At Northumbria University, planar PV devices based on Sb2Se3 materials are routinely fabricated
by thermal evaporation with ~2.8% conversion efficiency, forming a baseline device. In this
project, an alternative low cost fabrication process will be developed based on hydrothermal or
alternative solution based processes, to produce nanostructured materials (i.e. nanoparticles,
nanowires or nanotubes). This method will ensure decoupling of the absorber materials
fabrication from its conformal deposition onto non-planar substrates (e.g. pre-formed photonic
crystals onto optical waveguide). Surface carrier recombination reduction will be studied through
interface engineering via the deposition of monolayer oxides by ALD (e.g. TiO2 or Al2O3). To
ensure high density of photons are reaching the absorber material, suitable optics and optical
waveguides system will be designed. A comparison in performance will be made in a range of
embedded energy system, between theoretical (e.g.
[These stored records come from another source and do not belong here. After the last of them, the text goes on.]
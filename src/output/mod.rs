//! Output module for building and exporting crawl results
//!
//! This module handles:
//! - Merging collected page records into one capped [`CrawlResult`]
//! - Cleaning boilerplate out of the free-text buffers
//! - Writing the result as JSON and printing a console summary

mod aggregate;
mod clean;
mod result;
pub mod stats;

pub use aggregate::{aggregate, normalize_color};
pub use clean::{clean_page_buffer, clean_text};
pub use result::{
    ColorRole, ColorUsageKind, CrawlResult, LogoSet, LogoType, PageSummary, PaletteColor,
    RankedLogo, ResultMetrics, ResultSource,
};
pub use stats::{format_statistics, print_statistics, CrawlStatistics};

use crate::CrawlError;
use std::fs;
use std::path::Path;

/// Serializes a result as pretty-printed JSON
pub fn to_json(result: &CrawlResult) -> Result<String, CrawlError> {
    Ok(serde_json::to_string_pretty(result)?)
}

/// Writes a result as pretty-printed JSON to `path`
///
/// Parent directories are created as needed.
pub fn write_json(result: &CrawlResult, path: &Path) -> Result<(), CrawlError> {
    if let Some(parent) = path.parent().filter(|p| !p.as_os_str().is_empty()) {
        fs::create_dir_all(parent)?;
    }
    fs::write(path, to_json(result)?)?;
    tracing::info!("Wrote crawl result to {}", path.display());
    Ok(())
}
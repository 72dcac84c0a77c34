//! Integration tests for crawl coordination
//!
//! These tests drive the coordinator with an in-memory site so that worker
//! scheduling, budgets and cancellation can be checked without a network.

use async_trait::async_trait;
use brand_crawler::config::{Config, CrawlerConfig, FetcherConfig};
use brand_crawler::crawler::{Coordinator, LoadError, LoadOptions, LoadedPage, PageLoader};
use brand_crawler::state::CrawlPhase;
use brand_crawler::{CrawlResult, ProgressCallback};
use std::collections::{HashMap, HashSet};
use std::sync::{Arc, Mutex};
use std::time::{Duration, Instant};
use url::Url;

const HOST: &str = "shop.test";
const ROOT: &str = "https://shop.test/";

#[derive(Debug, Clone)]
enum Reply {
    Html(String),
    Status(u16),
    Timeout,
    /// Hangs far longer than any test runs
    Hang,
    /// Serves the page at another path, the way a server redirect lands
    Redirect(&'static str),
    Panic,
}

/// A scripted site keyed by path; records every load it serves
struct FakeSite {
    pages: HashMap<String, Reply>,
    fetched: Mutex<Vec<String>>,
}

impl FakeSite {
    fn new(pages: Vec<(&str, Reply)>) -> Arc<Self> {
        Arc::new(Self {
            pages: pages
                .into_iter()
                .map(|(path, reply)| (path.to_string(), reply))
                .collect(),
            fetched: Mutex::new(Vec::new()),
        })
    }

    fn fetched(&self) -> Vec<String> {
        self.fetched.lock().unwrap().clone()
    }

    fn fetch_count(&self, url: &str) -> usize {
        self.fetched().iter().filter(|u| *u == url).count()
    }
}

#[async_trait]
impl PageLoader for FakeSite {
    async fn load(&self, url: &Url, options: &LoadOptions) -> Result<LoadedPage, LoadError> {
        self.fetched.lock().unwrap().push(url.to_string());

        let mut final_url = url.clone();
        let mut reply = if url.host_str() == Some(HOST) {
            self.pages.get(url.path()).cloned()
        } else {
            None
        };
        if let Some(Reply::Redirect(target)) = reply {
            final_url = url.join(target).expect("redirect target should resolve");
            reply = self.pages.get(final_url.path()).cloned();
        }

        match reply {
            Some(Reply::Html(html)) => Ok(LoadedPage {
                final_url,
                status: 200,
                html,
            }),
            Some(Reply::Status(status)) => Err(LoadError::Http(status)),
            Some(Reply::Timeout) => Err(LoadError::Timeout(options.timeout)),
            Some(Reply::Hang) => {
                tokio::time::sleep(Duration::from_secs(60)).await;
                Err(LoadError::Timeout(options.timeout))
            }
            Some(Reply::Panic) => panic!("loader crashed on {}", url),
            Some(Reply::Redirect(_)) | None => Err(LoadError::Http(404)),
        }
    }
}

/// A page with a title, a nav of `links` and enough body text to be valid
fn page(title: &str, links: &[&str]) -> Reply {
    let anchors: String = links
        .iter()
        .map(|href| format!(r#"<a href="{}">{}</a> "#, href, href.trim_start_matches('/')))
        .collect();
    Reply::Html(format!(
        r#"<html><head><title>{title}</title></head>
        <body><nav>{anchors}</nav>
        <main><h1>{title}</h1><p>{body}</p></main></body></html>"#,
        title = title,
        anchors = anchors,
        body = "We make honest goods for everyday use. ".repeat(5),
    ))
}

fn test_config(max_depth: u32, max_pages: usize, concurrency: usize) -> Config {
    Config {
        crawler: CrawlerConfig {
            max_depth,
            max_pages,
            concurrency,
            crawl_timeout_secs: 30,
            page_deadline_secs: 10,
            pop_timeout_ms: 20,
        },
        fetcher: FetcherConfig {
            max_retries: 2,
            network_idle_timeout_ms: 2_000,
            dom_loaded_timeout_ms: 1_000,
            backoff_base_ms: 1,
            challenge_grace_ms: 1,
            human_delay_min_ms: 0,
            human_delay_max_ms: 0,
        },
        ..Default::default()
    }
}

async fn run(site: &Arc<FakeSite>, config: Config) -> CrawlResult {
    Coordinator::new(config, site.clone())
        .run(ROOT)
        .await
        .expect("crawl should run")
}

fn crawled_paths(result: &CrawlResult) -> HashSet<String> {
    result
        .pages
        .iter()
        .map(|p| Url::parse(&p.url).unwrap().path().to_string())
        .collect()
}

#[tokio::test]
async fn test_no_page_fetched_twice() {
    // every page links to every other page, including the root
    let paths: Vec<String> = (0..9).map(|i| format!("/p{}", i)).collect();
    let mut all: Vec<&str> = paths.iter().map(String::as_str).collect();
    all.push("/");

    let mut pages = vec![("/", page("Home", &all))];
    for path in &paths {
        pages.push((path.as_str(), page(path, &all)));
    }
    let site = FakeSite::new(pages);

    let result = run(&site, test_config(3, 50, 8)).await;

    assert!(result.success);
    assert_eq!(result.pages_crawled, 10);
    assert_eq!(result.metrics.crawl.pages_visited, 10);
    assert_eq!(site.fetched().len(), 10);
    assert_eq!(site.fetch_count(ROOT), 1);
    for path in &paths {
        assert_eq!(site.fetch_count(&format!("https://{}{}", HOST, path)), 1);
    }
    assert_eq!(result.metrics.crawl.stop_reason, Some(CrawlPhase::Drained));
}

#[tokio::test]
async fn test_crawl_stays_on_site() {
    let site = FakeSite::new(vec![
        (
            "/",
            page(
                "Home",
                &[
                    "/about",
                    "https://other.test/x",
                    "https://blog.shop.test/post",
                    "mailto:hi@shop.test",
                ],
            ),
        ),
        ("/about", page("About", &[])),
    ]);

    let result = run(&site, test_config(3, 50, 4)).await;

    assert_eq!(result.pages_crawled, 2);
    for url in site.fetched() {
        assert_eq!(Url::parse(&url).unwrap().host_str(), Some(HOST));
    }
}

#[tokio::test]
async fn test_page_budget_is_exact() {
    let paths: Vec<String> = (0..100).map(|i| format!("/item-{}", i)).collect();
    let links: Vec<&str> = paths.iter().map(String::as_str).collect();

    let mut pages = vec![("/", page("Home", &links))];
    for path in &paths {
        pages.push((path.as_str(), page(path, &links)));
    }
    let site = FakeSite::new(pages);

    let result = run(&site, test_config(3, 5, 4)).await;

    assert_eq!(result.metrics.crawl.pages_visited, 5);
    assert_eq!(result.pages_crawled, 5);
    assert_eq!(site.fetched().len(), 5);
    assert_eq!(
        result.metrics.crawl.stop_reason,
        Some(CrawlPhase::BudgetExhausted)
    );
}

#[tokio::test]
async fn test_depth_limit() {
    let site = FakeSite::new(vec![
        ("/", page("Home", &["/d1"])),
        ("/d1", page("One", &["/d2"])),
        ("/d2", page("Two", &["/d3"])),
        ("/d3", page("Three", &[])),
    ]);

    let result = run(&site, test_config(2, 50, 2)).await;

    let expected: HashSet<String> = ["/", "/d1", "/d2"].iter().map(|p| p.to_string()).collect();
    assert_eq!(crawled_paths(&result), expected);
    assert_eq!(site.fetch_count("https://shop.test/d3"), 0);
    assert_eq!(result.pages.iter().map(|p| p.depth).max(), Some(2));
}

#[tokio::test]
async fn test_partial_failure() {
    let paths: Vec<String> = (1..10).map(|i| format!("/p{}", i)).collect();
    let links: Vec<&str> = paths.iter().map(String::as_str).collect();

    let mut pages = vec![("/", page("Home", &links))];
    for path in &paths {
        let reply = if path == "/p3" || path == "/p7" {
            Reply::Timeout
        } else {
            page(path, &[])
        };
        pages.push((path.as_str(), reply));
    }
    let site = FakeSite::new(pages);

    let result = run(&site, test_config(2, 50, 3)).await;

    assert!(result.success);
    assert_eq!(result.pages_crawled, 8);
    assert_eq!(result.metrics.crawl.pages_failed, 2);
    assert_eq!(result.metrics.crawl.pages_visited, 10);
    // each timed-out page is tried twice
    assert_eq!(result.metrics.crawl.retry_count, 2);
    assert_eq!(site.fetch_count("https://shop.test/p3"), 2);
    assert!(!crawled_paths(&result).contains("/p7"));
}

#[tokio::test]
async fn test_root_failure_is_unsuccessful() {
    let site = FakeSite::new(vec![("/", Reply::Status(404))]);

    let result = run(&site, test_config(2, 10, 2)).await;

    assert!(!result.success);
    assert!(result.error.is_some());
    assert_eq!(result.pages_crawled, 0);
    assert_eq!(result.metrics.crawl.pages_failed, 1);
    assert!(result.pages.is_empty());
}

#[tokio::test]
async fn test_high_value_links_first() {
    let site = FakeSite::new(vec![
        ("/", page("Home", &["/cart", "/blog", "/about"])),
        ("/cart", page("Cart", &[])),
        ("/blog", page("Journal", &[])),
        ("/about", page("About", &[])),
    ]);

    run(&site, test_config(2, 50, 1)).await;

    assert_eq!(
        site.fetched(),
        vec![
            "https://shop.test/",
            "https://shop.test/about",
            "https://shop.test/blog",
            "https://shop.test/cart",
        ]
    );
}

#[tokio::test]
async fn test_bot_protection_is_counted() {
    let captcha = Reply::Html(
        r#"<html><body><div class="g-recaptcha" data-sitekey="x"></div></body></html>"#
            .to_string(),
    );
    let site = FakeSite::new(vec![
        ("/", page("Home", &["/verify", "/limited"])),
        ("/verify", captcha),
        ("/limited", Reply::Status(429)),
    ]);

    let result = run(&site, test_config(2, 50, 2)).await;

    assert_eq!(result.pages_crawled, 1);
    assert_eq!(result.metrics.crawl.pages_failed, 2);
    assert_eq!(result.metrics.crawl.captcha_count, 1);
    assert_eq!(result.metrics.crawl.blocked_count, 1);
    // a block is never retried
    assert_eq!(site.fetch_count("https://shop.test/limited"), 1);
}

#[tokio::test]
async fn test_progress_reports_every_page() {
    let site = FakeSite::new(vec![
        ("/", page("Home", &["/a", "/b"])),
        ("/a", page("A", &[])),
        ("/b", page("B", &[])),
    ]);

    let calls: Arc<Mutex<Vec<(usize, usize, String)>>> = Arc::new(Mutex::new(Vec::new()));
    let sink = calls.clone();
    let progress: ProgressCallback = Arc::new(move |visited: usize, max: usize, url: &str| {
        sink.lock().unwrap().push((visited, max, url.to_string()));
    });

    Coordinator::new(test_config(2, 20, 2), site.clone())
        .with_progress(progress)
        .run(ROOT)
        .await
        .unwrap();

    let calls = calls.lock().unwrap();
    assert_eq!(calls.len(), 3);
    assert_eq!(calls[0], (1, 20, ROOT.to_string()));
    assert!(calls.iter().all(|(visited, max, _)| *visited <= 3 && *max == 20));
}

#[tokio::test]
async fn test_cancellation_returns_partial_result() {
    let site = FakeSite::new(vec![
        ("/", page("Home", &["/slow-1", "/slow-2", "/slow-3"])),
        ("/slow-1", Reply::Hang),
        ("/slow-2", Reply::Hang),
        ("/slow-3", Reply::Hang),
    ]);

    let coordinator = Coordinator::new(test_config(2, 50, 3), site.clone());
    let token = coordinator.cancellation_token();
    tokio::spawn(async move {
        tokio::time::sleep(Duration::from_millis(200)).await;
        token.cancel();
    });

    let started = Instant::now();
    let result = coordinator.run(ROOT).await.unwrap();

    assert!(started.elapsed() < Duration::from_secs(5));
    assert_eq!(result.metrics.crawl.stop_reason, Some(CrawlPhase::Cancelled));
    assert!(result.success);
    assert_eq!(result.pages_crawled, 1);
    // aborted fetches are not failures
    assert_eq!(result.metrics.crawl.pages_failed, 0);
}

#[tokio::test]
async fn test_crawl_timeout_returns_partial_result() {
    let site = FakeSite::new(vec![
        ("/", page("Home", &["/slow"])),
        ("/slow", Reply::Hang),
    ]);

    let mut config = test_config(2, 50, 2);
    config.crawler.crawl_timeout_secs = 1;
    config.fetcher.network_idle_timeout_ms = 30_000;

    let started = Instant::now();
    let result = run(&site, config).await;

    assert!(started.elapsed() < Duration::from_secs(8));
    assert_eq!(result.metrics.crawl.stop_reason, Some(CrawlPhase::TimedOut));
    assert!(result.success);
    assert_eq!(result.pages_crawled, 1);
}

#[tokio::test]
async fn test_invalid_config_is_rejected() {
    let site = FakeSite::new(vec![("/", page("Home", &[]))]);
    let result = Coordinator::new(test_config(2, 10, 0), site.clone())
        .run(ROOT)
        .await;

    assert!(result.is_err());
    assert!(site.fetched().is_empty());
}

#[tokio::test]
async fn test_relative_links_follow_redirect() {
    let site = FakeSite::new(vec![
        ("/", page("Home", &["/shop"])),
        ("/shop", Reply::Redirect("/shop/")),
        ("/shop/", page("Shop", &["serum"])),
        ("/shop/serum", page("Serum", &[])),
    ]);

    let result = run(&site, test_config(3, 50, 2)).await;

    assert_eq!(
        site.fetched(),
        vec![
            "https://shop.test/",
            "https://shop.test/shop",
            "https://shop.test/shop/serum",
        ]
    );
    assert_eq!(result.pages_crawled, 3);
    assert_eq!(result.metrics.crawl.pages_failed, 0);
    assert!(crawled_paths(&result).contains("/shop"));
}

#[tokio::test]
async fn test_panicking_page_is_counted_as_failure() {
    let site = FakeSite::new(vec![
        ("/", page("Home", &["/boom", "/about"])),
        ("/boom", Reply::Panic),
        ("/about", page("About", &[])),
    ]);

    let result = run(&site, test_config(2, 50, 1)).await;

    assert!(result.success);
    assert_eq!(result.pages_crawled, 2);
    assert_eq!(result.metrics.crawl.pages_failed, 1);
    assert_eq!(result.metrics.crawl.pages_visited, 3);
    assert_eq!(site.fetch_count("https://shop.test/about"), 1);
}

#[tokio::test]
async fn test_vendor_scripts_do_not_fail_page() {
    let Reply::Html(product) = page("Serum", &[]) else {
        unreachable!()
    };
    let product = product.replace(
        "</body>",
        r#"<script src="/cdn-cgi/challenge-platform/scripts/jsd/main.js"></script>
        <script src="https://www.google.com/recaptcha/api.js?render=site-key"></script></body>"#,
    );
    let site = FakeSite::new(vec![
        ("/", page("Home", &["/serum"])),
        ("/serum", Reply::Html(product)),
    ]);

    let result = run(&site, test_config(2, 50, 2)).await;

    assert_eq!(result.pages_crawled, 2);
    assert_eq!(result.metrics.crawl.pages_failed, 0);
    assert_eq!(result.metrics.crawl.captcha_count, 0);
    assert_eq!(site.fetch_count("https://shop.test/serum"), 1);
}
//! Human-readable crawl summary
//!
//! This module condenses a [`CrawlResult`] into the handful of numbers an
//! operator wants to see after a run.

use crate::extract::PageType;
use crate::output::CrawlResult;
use std::collections::HashMap;
use std::fmt::Write;

/// Crawl statistics summary
#[derive(Debug, Clone)]
pub struct CrawlStatistics {
    /// Distinct URLs claimed by workers
    pub pages_visited: usize,

    /// Pages fetched and extracted
    pub pages_crawled: usize,

    /// Pages that could not be fetched
    pub pages_failed: usize,

    /// Count of extracted pages by page type
    pub pages_by_type: HashMap<PageType, usize>,

    pub retry_count: usize,
    pub captcha_count: usize,
    pub blocked_count: usize,
    pub duration_secs: f64,
    pub avg_page_load_time: f64,

    /// Terminal crawl state, if the crawl ran
    pub stop_reason: Option<String>,

    /// Which path produced the result
    pub source: String,

    pub error: Option<String>,
}

impl CrawlStatistics {
    pub fn from_result(result: &CrawlResult) -> Self {
        let mut pages_by_type = HashMap::new();
        for page in &result.pages {
            *pages_by_type.entry(page.page_type).or_insert(0) += 1;
        }

        let metrics = &result.metrics.crawl;
        Self {
            pages_visited: metrics.pages_visited,
            pages_crawled: result.pages_crawled,
            pages_failed: metrics.pages_failed,
            pages_by_type,
            retry_count: metrics.retry_count,
            captcha_count: metrics.captcha_count,
            blocked_count: metrics.blocked_count,
            duration_secs: metrics.duration_secs,
            avg_page_load_time: result.metrics.avg_page_load_time,
            stop_reason: metrics.stop_reason.map(|r| r.to_string()),
            source: format!("{:?}", result.source).to_lowercase(),
            error: result.error.clone(),
        }
    }

    /// Percentage of attempted pages that were extracted
    pub fn success_rate(&self) -> f64 {
        let attempted = self.pages_crawled + self.pages_failed;
        if attempted > 0 {
            (self.pages_crawled as f64 / attempted as f64) * 100.0
        } else {
            0.0
        }
    }
}

/// Renders statistics as the multi-line summary printed by the CLI
pub fn format_statistics(stats: &CrawlStatistics) -> String {
    let mut out = String::new();
    // writing to a String cannot fail
    let _ = write_statistics(&mut out, stats);
    out
}

fn write_statistics(out: &mut String, stats: &CrawlStatistics) -> std::fmt::Result {
    writeln!(out, "=== Crawl Statistics ===\n")?;

    writeln!(out, "Overview:")?;
    writeln!(out, "  Source: {}", stats.source)?;
    writeln!(out, "  Pages visited: {}", stats.pages_visited)?;
    writeln!(out, "  Pages crawled: {}", stats.pages_crawled)?;
    writeln!(out, "  Pages failed: {}", stats.pages_failed)?;
    writeln!(out, "  Duration: {:.1}s ({:.2}s per page)", stats.duration_secs, stats.avg_page_load_time)?;
    if let Some(reason) = &stats.stop_reason {
        writeln!(out, "  Stopped: {}", reason)?;
    }
    writeln!(out)?;

    if !stats.pages_by_type.is_empty() {
        writeln!(out, "Pages by Type:")?;
        // Sort types by count (descending), then name for stable output
        let mut type_counts: Vec<_> = stats.pages_by_type.iter().collect();
        type_counts.sort_by(|a, b| b.1.cmp(a.1).then_with(|| a.0.as_str().cmp(b.0.as_str())));

        for (page_type, count) in type_counts {
            writeln!(out, "  {}: {}", page_type, count)?;
        }
        writeln!(out)?;
    }

    if stats.retry_count + stats.captcha_count + stats.blocked_count > 0 {
        writeln!(out, "Fetch Problems:")?;
        writeln!(out, "  Retries: {}", stats.retry_count)?;
        writeln!(out, "  CAPTCHA pages: {}", stats.captcha_count)?;
        writeln!(out, "  Blocked pages: {}", stats.blocked_count)?;
        writeln!(out)?;
    }

    if let Some(error) = &stats.error {
        writeln!(out, "Error: {}", error)?;
        writeln!(out)?;
    }

    write!(
        out,
        "Success Rate: {:.1}% ({} / {} pages successfully extracted)",
        stats.success_rate(),
        stats.pages_crawled,
        stats.pages_crawled + stats.pages_failed
    )
}

/// Prints statistics to stderr, leaving stdout for the JSON result
pub fn print_statistics(stats: &CrawlStatistics) {
    eprintln!("{}", format_statistics(stats));
}

#[cfg(test)]
mod tests {
    use super::*;
    use crate::output::PageSummary;
    use crate::state::CrawlPhase;

    fn summary(url: &str, page_type: PageType) -> PageSummary {
        PageSummary {
            url: url.to_string(),
            title: String::new(),
            page_type,
            depth: 0,
            char_count: 0,
            validation_score: 1.0,
        }
    }

    #[test]
    fn test_statistics_from_result() {
        let mut result = CrawlResult {
            success: true,
            pages_crawled: 3,
            pages: vec![
                summary("https://brand.com/", PageType::Home),
                summary("https://brand.com/shoes", PageType::Product),
                summary("https://brand.com/boots", PageType::Product),
            ],
            ..Default::default()
        };
        result.metrics.crawl.pages_failed = 1;
        result.metrics.crawl.pages_visited = 4;
        result.metrics.crawl.stop_reason = Some(CrawlPhase::Drained);

        let stats = CrawlStatistics::from_result(&result);
        assert_eq!(stats.pages_by_type[&PageType::Product], 2);
        assert_eq!(stats.pages_visited, 4);
        assert_eq!(stats.stop_reason.as_deref(), Some("drained"));
        assert_eq!(stats.source, "crawler");
        assert!((stats.success_rate() - 75.0).abs() < 1e-9);

        let text = format_statistics(&stats);
        assert!(text.contains("Pages crawled: 3"));
        assert!(text.contains("  product: 2\n  home: 1"));
        assert!(text.contains("Success Rate: 75.0% (3 / 4 pages"));
        assert!(!text.contains("Fetch Problems"));
    }

    #[test]
    fn test_success_rate_without_pages() {
        let stats = CrawlStatistics::from_result(&CrawlResult::default());
        assert_eq!(stats.success_rate(), 0.0);
    }
}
COMSOL) and experimental designed
prototypes.

ReNU's enhanced doctoral training programme delivered by three uniquely co-located major UK universities, Northumbria (UNN), Durham (DU) and Newcastle (NU), addresses clear skills needs in small-to-medium scale renewable energy (RE) and sustainable distributed energy (DE). It was co-designed by a range of companies and is supported by a balanced portfolio of 27 industrial partners (e.g. Airbus, Siemens and Shell) of which 12 are small or medium size enterprises (SMEs) (e.g. Enocell, Equiwatt and Power Roll). A further 9 partners include Government, not-for-profit and key network organisations. Together these provide a powerful, direct and integrated pathway to a range of impacts that span whole energy systems.

Industrial partners will interact with ReNU in three main ways: (1) through the Strategic Advisory Board; (2) by providing external input to individual doctoral candidate's projects; and (3) by setting Industrial Challenge Mini-Projects. These interactions will directly benefit companies by enabling them to focus ReNU's training programme on particular needs, allowing transfer of best practice in training and state-of-the-art techniques, solution approaches to R&D challenges and generation of intellectual property. Access to ReNU for new industrial partners that may wish to benefit from ReNU is enabled by the involvement of key networks and organisations such as the North East Automotive Alliance, the Engineering Employer Federation, and Knowledge Transfer Network (Energy).

In addition to industrial partners, ReNU includes Government organisations and not for-profit-organisations. These partners provide pathways to create impact via policy and public engagement. Similarly, significant academic impact will be achieved through collaborations with project partners in Singapore, Canada and China. This impact will result in research excellence disseminated through prestigious academic journals and international conferences to the benefit of the global community working on advanced energy materials.